Try it:
The entries below contain a stretch that opens with the line containing "self.line += self.source[self.pos..end].matches('\n').count()" and closes with the line containing "pub fn remainder(&self)"; set down that stretch exactly, both ends included, and nothing else.
==================================================
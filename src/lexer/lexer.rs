use std::rc::Rc;

use lazy_static::lazy_static;
use log::trace;
use regex::Regex;

use crate::{
    errors::errors::{Error, ErrorImpl},
    Position, Span, MK_DEFAULT_HANDLER, MK_TOKEN,
};

use super::tokens::{Token, TokenKind, RESERVED_LOOKUP};

pub type RegexHandler = fn(&mut Lexer, &Regex);

pub struct RegexPattern {
    regex: Regex,
    handler: RegexHandler,
}

impl RegexPattern {
    fn new(pattern: &str, handler: RegexHandler) -> Self {
        // Every pattern is anchored so it only matches at the cursor.
        let regex = Regex::new(&format!("^(?:{})", pattern)).unwrap();
        RegexPattern { regex, handler }
    }
}

lazy_static! {
    // First match wins, so longer operators precede their prefixes.
    static ref PATTERNS: Vec<RegexPattern> = vec![
        RegexPattern::new("\\s+", skip_handler),
        RegexPattern::new("//[^\\n]*", skip_handler),
        RegexPattern::new("/\\*(?s:.*?)\\*/", skip_handler),
        RegexPattern::new("[a-zA-Z_][a-zA-Z0-9_]*", symbol_handler),
        RegexPattern::new("[0-9]+(\\.[0-9]+)?", number_handler),
        RegexPattern::new("\"(\\\\.|[^\"\\\\])*\"", string_handler),
        RegexPattern::new("'(\\\\x[0-9a-fA-F]{1,2}|\\\\.|[^'\\\\])'", char_handler),
        RegexPattern::new("\\[", MK_DEFAULT_HANDLER!(TokenKind::OpenBracket, "[")),
        RegexPattern::new("\\]", MK_DEFAULT_HANDLER!(TokenKind::CloseBracket, "]")),
        RegexPattern::new("\\{", MK_DEFAULT_HANDLER!(TokenKind::OpenCurly, "{")),
        RegexPattern::new("\\}", MK_DEFAULT_HANDLER!(TokenKind::CloseCurly, "}")),
        RegexPattern::new("\\(", MK_DEFAULT_HANDLER!(TokenKind::OpenParen, "(")),
        RegexPattern::new("\\)", MK_DEFAULT_HANDLER!(TokenKind::CloseParen, ")")),
        RegexPattern::new("==", MK_DEFAULT_HANDLER!(TokenKind::Equals, "==")),
        RegexPattern::new("!=", MK_DEFAULT_HANDLER!(TokenKind::NotEquals, "!=")),
        RegexPattern::new("!", MK_DEFAULT_HANDLER!(TokenKind::Not, "!")),
        RegexPattern::new("=", MK_DEFAULT_HANDLER!(TokenKind::Assignment, "=")),
        RegexPattern::new("<<", MK_DEFAULT_HANDLER!(TokenKind::ShiftLeft, "<<")),
        RegexPattern::new(">>", MK_DEFAULT_HANDLER!(TokenKind::ShiftRight, ">>")),
        RegexPattern::new("<=", MK_DEFAULT_HANDLER!(TokenKind::LessEquals, "<=")),
        RegexPattern::new("<", MK_DEFAULT_HANDLER!(TokenKind::Less, "<")),
        RegexPattern::new(">=", MK_DEFAULT_HANDLER!(TokenKind::GreaterEquals, ">=")),
        RegexPattern::new(">", MK_DEFAULT_HANDLER!(TokenKind::Greater, ">")),
        RegexPattern::new("\\|\\|", MK_DEFAULT_HANDLER!(TokenKind::Or, "||")),
        RegexPattern::new("&&", MK_DEFAULT_HANDLER!(TokenKind::And, "&&")),
        RegexPattern::new("\\|", MK_DEFAULT_HANDLER!(TokenKind::Pipe, "|")),
        RegexPattern::new("&", MK_DEFAULT_HANDLER!(TokenKind::Ampersand, "&")),
        RegexPattern::new("\\^", MK_DEFAULT_HANDLER!(TokenKind::Caret, "^")),
        RegexPattern::new("~", MK_DEFAULT_HANDLER!(TokenKind::Tilde, "~")),
        RegexPattern::new(";", MK_DEFAULT_HANDLER!(TokenKind::Semicolon, ";")),
        RegexPattern::new(":", MK_DEFAULT_HANDLER!(TokenKind::Colon, ":")),
        RegexPattern::new("\\?", MK_DEFAULT_HANDLER!(TokenKind::Question, "?")),
        RegexPattern::new(",", MK_DEFAULT_HANDLER!(TokenKind::Comma, ",")),
        RegexPattern::new("\\+\\+", MK_DEFAULT_HANDLER!(TokenKind::PlusPlus, "++")),
        RegexPattern::new("--", MK_DEFAULT_HANDLER!(TokenKind::MinusMinus, "--")),
        RegexPattern::new("\\+=", MK_DEFAULT_HANDLER!(TokenKind::PlusEquals, "+=")),
        RegexPattern::new("-=", MK_DEFAULT_HANDLER!(TokenKind::MinusEquals, "-=")),
        RegexPattern::new("\\*=", MK_DEFAULT_HANDLER!(TokenKind::StarEquals, "*=")),
        RegexPattern::new("/=", MK_DEFAULT_HANDLER!(TokenKind::SlashEquals, "/=")),
        RegexPattern::new("\\+", MK_DEFAULT_HANDLER!(TokenKind::Plus, "+")),
        RegexPattern::new("-", MK_DEFAULT_HANDLER!(TokenKind::Dash, "-")),
        RegexPattern::new("/", MK_DEFAULT_HANDLER!(TokenKind::Slash, "/")),
        RegexPattern::new("\\*", MK_DEFAULT_HANDLER!(TokenKind::Star, "*")),
        RegexPattern::new("%", MK_DEFAULT_HANDLER!(TokenKind::Percent, "%")),
    ];
}

pub struct Lexer {
    tokens: Vec<Token>,
    source: String,
    pos: usize,
    line: u32,
    file: Rc<String>,
}

impl Lexer {
    pub fn new(source: String, file: Option<String>) -> Lexer {
        let file_name = if let Some(file) = file {
            Rc::new(file)
        } else {
            Rc::new(String::from("stdin"))
        };

        Lexer {
            tokens: vec![],
            source,
            pos: 0,
            line: 1,
            file: file_name,
        }
    }

    /// Moves the cursor forward, keeping the line counter in sync.
    pub fn advance_n(&mut self, n: usize) {
        let end = (self.pos + n).min(self.source.len());
        self.line += self.source[self.pos..end].matches('\n').count() as u32;
        self.pos = end;
    }

    pub fn push(&mut self, token: Token) {
        self.tokens.push(token);
    }

    pub fn at(&self) -> char {
        self.remainder().chars().next().unwrap_or('\0')
    }

    pub fn remainder(&self) -> &str {
        &self.source[self.pos..]
    }

    pub fn position(&self) -> Position {
        Position(self.line, Rc::clone(&self.file))
    }

    pub fn at_eof(&self) -> bool {
        self.pos >= self.source.len()
    }

    fn matched(&self, regex: &Regex) -> String {
        regex
            .find(self.remainder())
            .map(|m| m.as_str().to_string())
            .unwrap_or_default()
    }

    fn push_matched(&mut self, kind: TokenKind, value: String, length: usize) {
        let position = self.position();
        self.push(MK_TOKEN!(
            kind,
            value,
            Span {
                start: position.clone(),
                end: position,
            }
        ));
        self.advance_n(length);
    }
}

/// Resolves backslash escapes in the body of a string or character literal.
///
/// Returns the bytes the literal stands for: the UTF-8 encoding of plain
/// characters, and one byte per escape.
pub fn unescape(literal: &str) -> Vec<u8> {
    let mut result = Vec::new();
    let mut chars = literal.chars().peekable();

    while let Some(ch) = chars.next() {
        if ch != '\\' {
            let mut buf = [0u8; 4];
            result.extend_from_slice(ch.encode_utf8(&mut buf).as_bytes());
            continue;
        }

        let byte = match chars.peek() {
            Some('n') => b'\n',
            Some('t') => b'\t',
            Some('r') => b'\r',
            Some('0') => 0,
            Some('\\') => b'\\',
            Some('\'') => b'\'',
            Some('"') => b'"',
            Some('x') => {
                let mut hex = String::new();
                chars.next();

                for _ in 0..2 {
                    match chars.peek() {
                        Some(ch) if ch.is_ascii_hexdigit() => {
                            hex.push(*ch);
                            chars.next();
                        }
                        _ => break,
                    }
                }

                match u8::from_str_radix(&hex, 16) {
                    Ok(byte) => result.push(byte),
                    Err(_) => result.extend_from_slice(b"\\x"),
                }
                continue;
            }
            // Unknown escapes keep the backslash.
            _ => {
                result.push(b'\\');
                continue;
            }
        };
        result.push(byte);
        chars.next();
    }

    result
}

fn skip_handler(lexer: &mut Lexer, regex: &Regex) {
    let matched = lexer.matched(regex);
    lexer.advance_n(matched.len());
}

fn number_handler(lexer: &mut Lexer, regex: &Regex) {
    let matched = lexer.matched(regex);
    let kind = if matched.contains('.') {
        TokenKind::Real
    } else {
        TokenKind::Number
    };
    let length = matched.len();
    lexer.push_matched(kind, matched, length);
}

/// Quoted literals keep their escapes; the parser resolves them with
/// [`unescape`].
fn quoted_handler(lexer: &mut Lexer, regex: &Regex, kind: TokenKind) {
    let matched = lexer.matched(regex);
    let value = matched[1..matched.len() - 1].to_string();
    lexer.push_matched(kind, value, matched.len());
}

fn string_handler(lexer: &mut Lexer, regex: &Regex) {
    quoted_handler(lexer, regex, TokenKind::String);
}

fn char_handler(lexer: &mut Lexer, regex: &Regex) {
    quoted_handler(lexer, regex, TokenKind::CharLiteral);
}

fn symbol_handler(lexer: &mut Lexer, regex: &Regex) {
    let value = lexer.matched(regex);
    let kind = RESERVED_LOOKUP
        .get(value.as_str())
        .copied()
        .unwrap_or(TokenKind::Identifier);
    let length = value.len();
    lexer.push_matched(kind, value, length);
}

pub fn tokenize(source: String, file: Option<String>) -> Result<Vec<Token>, Error> {
    let mut lex = Lexer::new(source, file);

    while !lex.at_eof() {
        let pattern = PATTERNS
            .iter()
            .find(|pattern| pattern.regex.is_match(lex.remainder()));

        match pattern {
            Some(pattern) => (pattern.handler)(&mut lex, &pattern.regex),
            None => {
                return Err(Error::new(
                    ErrorImpl::UnrecognisedToken {
                        token: lex.at().to_string(),
                    },
                    lex.position(),
                ))
            }
        }
    }

    let position = lex.position();
    lex.push(MK_TOKEN!(
        TokenKind::EOF,
        String::from("EOF"),
        Span {
            start: position.clone(),
            end: position,
        }
    ));
    trace!("tokenized {} tokens from {}", lex.tokens.len(), lex.file);
    Ok(lex.tokens)
}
==================================================
Exercise answer:
        self.line += self.source[self.pos..end].matches('\n').count() as u32;
        self.pos = end;
    }

    pub fn push(&mut self, token: Token) {
        self.tokens.push(token);
    }

    pub fn at(&self) -> char {
        self.remainder().chars().next().unwrap_or('\0')
    }

    pub fn remainder(&self) -> &str {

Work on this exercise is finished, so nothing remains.